━━ Dataset content
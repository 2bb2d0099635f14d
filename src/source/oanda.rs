//! OANDA v20 REST client for instruments and mid-price candles.

use std::time::Duration;

use anyhow::{Context, Result};
use async_trait::async_trait;
use chrono::{DateTime, FixedOffset, SecondsFormat};
use reqwest::Client;
use serde::Deserialize;

use crate::error::{SyncError, SyncResult};
use crate::model::{Granularity, RawCandle};

use super::CandleSource;

#[derive(Clone)]
pub struct OandaClient {
    client: Client,
    base_url: String,
    account_id: String,
}

#[derive(Debug, Deserialize)]
struct CandlesResponse {
    #[serde(default)]
    candles: Vec<RawCandle>,
}

#[derive(Debug, Deserialize)]
struct InstrumentsResponse {
    #[serde(default)]
    instruments: Vec<InstrumentInfo>,
}

#[derive(Debug, Deserialize)]
struct InstrumentInfo {
    name: String,
}

impl OandaClient {
    pub fn new(base_url: String, account_id: String, api_token: &str) -> Result<Self> {
        let client = Client::builder()
            .timeout(Duration::from_secs(30))
            .pool_max_idle_per_host(10)
            .pool_idle_timeout(Duration::from_secs(90))
            .default_headers({
                let mut headers = reqwest::header::HeaderMap::new();
                headers.insert(
                    reqwest::header::AUTHORIZATION,
                    format!("Bearer {}", api_token)
                        .parse()
                        .context("Invalid API token")?,
                );
                headers
            })
            .build()
            .context("Failed to build OandaClient")?;

        Ok(Self {
            client,
            base_url,
            account_id,
        })
    }

    fn url(&self, path: &str) -> String {
        format!("{}{}", self.base_url, path)
    }

    async fn get_candles(
        &self,
        instrument: &str,
        query: &[(&str, String)],
    ) -> SyncResult<Vec<RawCandle>> {
        let url = self.url(&format!("/v3/instruments/{instrument}/candles"));
        let resp = self
            .client
            .get(&url)
            .query(query)
            .send()
            .await
            .map_err(|e| SyncError::Transport(format!("GET {url} failed: {e}")))?;

        if !resp.status().is_success() {
            let status = resp.status();
            let text = resp.text().await.unwrap_or_default();
            return Err(SyncError::Transport(format!("GET {url} {status}: {text}")));
        }

        let body = resp
            .json::<CandlesResponse>()
            .await
            .map_err(|e| SyncError::Transport(format!("parsing candles response: {e}")))?;
        Ok(body.candles)
    }
}

fn fmt_time(t: DateTime<FixedOffset>) -> String {
    t.to_rfc3339_opts(SecondsFormat::Secs, true)
}

#[async_trait]
impl CandleSource for OandaClient {
    async fn list_instruments(&self) -> SyncResult<Vec<String>> {
        let url = self.url(&format!("/v3/accounts/{}/instruments", self.account_id));
        let resp = self
            .client
            .get(&url)
            .send()
            .await
            .map_err(|e| SyncError::Transport(format!("GET {url} failed: {e}")))?;

        if !resp.status().is_success() {
            let status = resp.status();
            let text = resp.text().await.unwrap_or_default();
            return Err(SyncError::Transport(format!("GET {url} {status}: {text}")));
        }

        let body = resp
            .json::<InstrumentsResponse>()
            .await
            .map_err(|e| SyncError::Transport(format!("parsing instruments response: {e}")))?;
        Ok(body.instruments.into_iter().map(|i| i.name).collect())
    }

    async fn fetch_by_range(
        &self,
        instrument: &str,
        granularity: Granularity,
        from: DateTime<FixedOffset>,
        to: DateTime<FixedOffset>,
    ) -> SyncResult<Vec<RawCandle>> {
        let query = [
            ("granularity", granularity.as_str().to_string()),
            ("price", "M".to_string()),
            ("from", fmt_time(from)),
            ("to", fmt_time(to)),
        ];
        self.get_candles(instrument, &query).await
    }

    async fn fetch_by_count(
        &self,
        instrument: &str,
        granularity: Granularity,
        count: u32,
    ) -> SyncResult<Vec<RawCandle>> {
        let query = [
            ("granularity", granularity.as_str().to_string()),
            ("price", "M".to_string()),
            ("count", count.to_string()),
        ];
        self.get_candles(instrument, &query).await
    }
}
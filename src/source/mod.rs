//! Remote candle source seam.
//!
//! The sync engine only ever talks to the source through this trait, so tests
//! and the end-to-end harness can drive a pass with a scripted source.

pub mod oanda;

use async_trait::async_trait;
use chrono::{DateTime, FixedOffset};

use crate::error::SyncResult;
use crate::model::{Granularity, RawCandle};

#[async_trait]
pub trait CandleSource: Send + Sync {
    /// All tradeable instruments for the configured account.
    async fn list_instruments(&self) -> SyncResult<Vec<String>>;

    /// Candles in `[from, to]` for one series.
    async fn fetch_by_range(
        &self,
        instrument: &str,
        granularity: Granularity,
        from: DateTime<FixedOffset>,
        to: DateTime<FixedOffset>,
    ) -> SyncResult<Vec<RawCandle>>;

    /// The most recent `count` candles for one series.
    async fn fetch_by_count(
        &self,
        instrument: &str,
        granularity: Granularity,
        count: u32,
    ) -> SyncResult<Vec<RawCandle>>;
}
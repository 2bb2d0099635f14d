//! CSV line codec for candle records.
//!
//! Field order is fixed: `time,open,high,low,close,volume,isComplete`.
//! Timestamps are RFC 3339 at second precision with an explicit offset, so a
//! record round-trips losslessly. The completeness flag serializes as `0`/`1`
//! for format stability.

use chrono::{DateTime, SecondsFormat};

use crate::model::Candle;

pub const CSV_HEADER: &str = "time,open,high,low,close,volume,isComplete";

const FIELD_COUNT: usize = 7;

/// Decode one CSV line (without header) into a candle.
///
/// Any malformed line (wrong column count, unparseable number or timestamp)
/// yields `None` rather than an error; callers use `None` to detect
/// corruption.
pub fn decode_line(line: &str) -> Option<Candle> {
    let line = line.trim_end_matches(['\r', '\n']);
    if line.is_empty() {
        return None;
    }
    let fields: Vec<&str> = line.split(',').collect();
    if fields.len() != FIELD_COUNT {
        return None;
    }

    let time = DateTime::parse_from_rfc3339(fields[0]).ok()?;
    let complete = match fields[6] {
        "0" => false,
        "1" => true,
        _ => return None,
    };

    Some(Candle {
        time,
        open: fields[1].parse().ok()?,
        high: fields[2].parse().ok()?,
        low: fields[3].parse().ok()?,
        close: fields[4].parse().ok()?,
        volume: fields[5].parse().ok()?,
        complete,
    })
}

/// Encode one candle as a single CSV line, newline-terminated.
pub fn encode_line(candle: &Candle) -> String {
    format!(
        "{},{},{},{},{},{},{}\n",
        candle.time.to_rfc3339_opts(SecondsFormat::Secs, true),
        candle.open,
        candle.high,
        candle.low,
        candle.close,
        candle.volume,
        u8::from(candle.complete),
    )
}

/// Encode a batch of candles, optionally prefixed with the schema header.
pub fn encode(candles: &[Candle], with_header: bool) -> String {
    let mut out = String::with_capacity(candles.len() * 64 + CSV_HEADER.len() + 1);
    if with_header {
        out.push_str(CSV_HEADER);
        out.push('\n');
    }
    for candle in candles {
        out.push_str(&encode_line(candle));
    }
    out
}
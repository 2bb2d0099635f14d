//! Tail locator: find the last content line of a partition file without
//! reading the whole file.
//!
//! Scans backward byte-by-byte from EOF until a line terminator is found,
//! then reverses the accumulated bytes. Partition files can be years of
//! minute candles, so the forward read is off the table.

use std::fs::File;
use std::io::{Read, Seek, SeekFrom};
use std::path::Path;

use tracing::{debug, warn};

fn is_line_terminator(byte: u8) -> bool {
    byte == b'\n' || byte == b'\r'
}

/// Last non-empty line of a seekable byte source, or `None` when the source
/// is empty or holds only line terminators.
///
/// A trailing terminator still yields the true last content line; a source
/// with a single unterminated line yields that full line.
pub fn last_line<R: Read + Seek>(src: &mut R) -> std::io::Result<Option<String>> {
    let len = src.seek(SeekFrom::End(0))?;
    if len == 0 {
        return Ok(None);
    }

    let mut acc: Vec<u8> = Vec::new();
    let mut buf = [0u8; 1];
    let mut pos = len;
    let mut in_line = false;

    while pos > 0 {
        pos -= 1;
        src.seek(SeekFrom::Start(pos))?;
        src.read_exact(&mut buf)?;

        if is_line_terminator(buf[0]) {
            if in_line {
                break;
            }
            // still inside the trailing terminator run
            continue;
        }
        in_line = true;
        acc.push(buf[0]);
    }

    if acc.is_empty() {
        return Ok(None);
    }
    acc.reverse();
    Ok(Some(String::from_utf8_lossy(&acc).into_owned()))
}

/// Last content line of a file on disk.
///
/// Absence (missing file, empty file) and I/O failures both map to `None`:
/// either way the caller has no resume position and must full-backfill. I/O
/// failures are logged, never propagated.
pub fn last_line_of_file(path: &Path) -> Option<String> {
    if !path.exists() {
        debug!(path = %path.display(), "no partition file yet");
        return None;
    }
    let result = File::open(path).and_then(|mut f| last_line(&mut f));
    match result {
        Ok(line) => line,
        Err(e) => {
            warn!(path = %path.display(), error = %e, "failed reading file tail");
            None
        }
    }
}
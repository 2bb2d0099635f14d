//! Month-partitioned flat-file candle store.
//!
//! Layout: `<root>/<instrument>/<granularity>/<instrument>-<granularity>-<yyyy>_<mm>.csv`.
//! The store is write-mostly and read-only-for-tail; the most recent
//! partition's last record is the resume position for a series.

pub mod partition;
pub mod reconcile;
pub mod tail;
pub mod writer;

use std::fs;
use std::path::{Path, PathBuf};

use tracing::warn;

use crate::codec;
use crate::error::{SyncError, SyncResult};
use crate::model::{Candle, SeriesKey};
use partition::PartitionKey;

/// Resolves series directories and partition paths under one store root.
#[derive(Debug, Clone)]
pub struct StoreLayout {
    root: PathBuf,
}

/// Resume position of a series, derived from its most recent partition file.
#[derive(Debug)]
pub enum SeriesTail {
    /// No partition file exists (or the newest one is empty).
    None,
    /// The newest partition's last line does not decode; data-integrity
    /// warning, full backfill required.
    Corrupt { path: PathBuf, last_line: String },
    /// Clean tail record.
    Candle {
        path: PathBuf,
        key: PartitionKey,
        candle: Candle,
    },
}

impl StoreLayout {
    pub fn new(root: impl Into<PathBuf>) -> Self {
        Self { root: root.into() }
    }

    pub fn root(&self) -> &Path {
        &self.root
    }

    /// `<root>/<instrument>/<granularity>`
    pub fn series_dir(&self, series: &SeriesKey) -> PathBuf {
        self.root
            .join(&series.instrument)
            .join(series.granularity.as_str())
    }

    pub fn partition_path(&self, series: &SeriesKey, key: PartitionKey) -> PathBuf {
        self.series_dir(series).join(partition::filename(series, key))
    }

    /// Highest partition key present for a series, with its path.
    ///
    /// Filenames that do not match the partition pattern are skipped with a
    /// warning; they cannot participate in recency ordering.
    pub fn latest_partition(
        &self,
        series: &SeriesKey,
    ) -> SyncResult<Option<(PartitionKey, PathBuf)>> {
        let dir = self.series_dir(series);
        if !dir.exists() {
            return Ok(None);
        }

        let entries = fs::read_dir(&dir).map_err(|e| SyncError::io(&dir, e))?;
        let mut latest: Option<(PartitionKey, PathBuf)> = None;
        for entry in entries {
            let entry = entry.map_err(|e| SyncError::io(&dir, e))?;
            let path = entry.path();
            if !path.is_file() {
                continue;
            }
            let name = entry.file_name().to_string_lossy().into_owned();
            let key = match partition::parse_partition_key(&name) {
                Ok(key) => key,
                Err(e) => {
                    warn!(file = %name, error = %e, "skipping non-partition file");
                    continue;
                }
            };
            if latest.as_ref().map_or(true, |(best, _)| key > *best) {
                latest = Some((key, path));
            }
        }
        Ok(latest)
    }

    /// Locate the series' resume position without reading whole files.
    pub fn locate_tail(&self, series: &SeriesKey) -> SeriesTail {
        let latest = match self.latest_partition(series) {
            Ok(latest) => latest,
            Err(e) => {
                // Treated like an absent tail: the caller falls back to a
                // full backfill rather than aborting the series.
                warn!(series = %series, error = %e, "failed listing partitions");
                return SeriesTail::None;
            }
        };
        let Some((key, path)) = latest else {
            return SeriesTail::None;
        };
        let Some(line) = tail::last_line_of_file(&path) else {
            return SeriesTail::None;
        };
        match codec::decode_line(&line) {
            Some(candle) => SeriesTail::Candle { path, key, candle },
            None => SeriesTail::Corrupt {
                path,
                last_line: line,
            },
        }
    }
}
━━━━
When you reach the line holding "use std::time::Duration;" in the records above, begin reproducing exactly, stop after the line holding "let client = Client::builder()", and output nothing else.

:: Answer to this exercise ::
use std::time::Duration;

use anyhow::{Context, Result};
use async_trait::async_trait;
use chrono::{DateTime, FixedOffset, SecondsFormat};
use reqwest::Client;
use serde::Deserialize;

use crate::error::{SyncError, SyncResult};
use crate::model::{Granularity, RawCandle};

use super::CandleSource;

#[derive(Clone)]
pub struct OandaClient {
    client: Client,
    base_url: String,
    account_id: String,
}

#[derive(Debug, Deserialize)]
struct CandlesResponse {
    #[serde(default)]
    candles: Vec<RawCandle>,
}

#[derive(Debug, Deserialize)]
struct InstrumentsResponse {
    #[serde(default)]
    instruments: Vec<InstrumentInfo>,
}

#[derive(Debug, Deserialize)]
struct InstrumentInfo {
    name: String,
}

impl OandaClient {
    pub fn new(base_url: String, account_id: String, api_token: &str) -> Result<Self> {
        let client = Client::builder()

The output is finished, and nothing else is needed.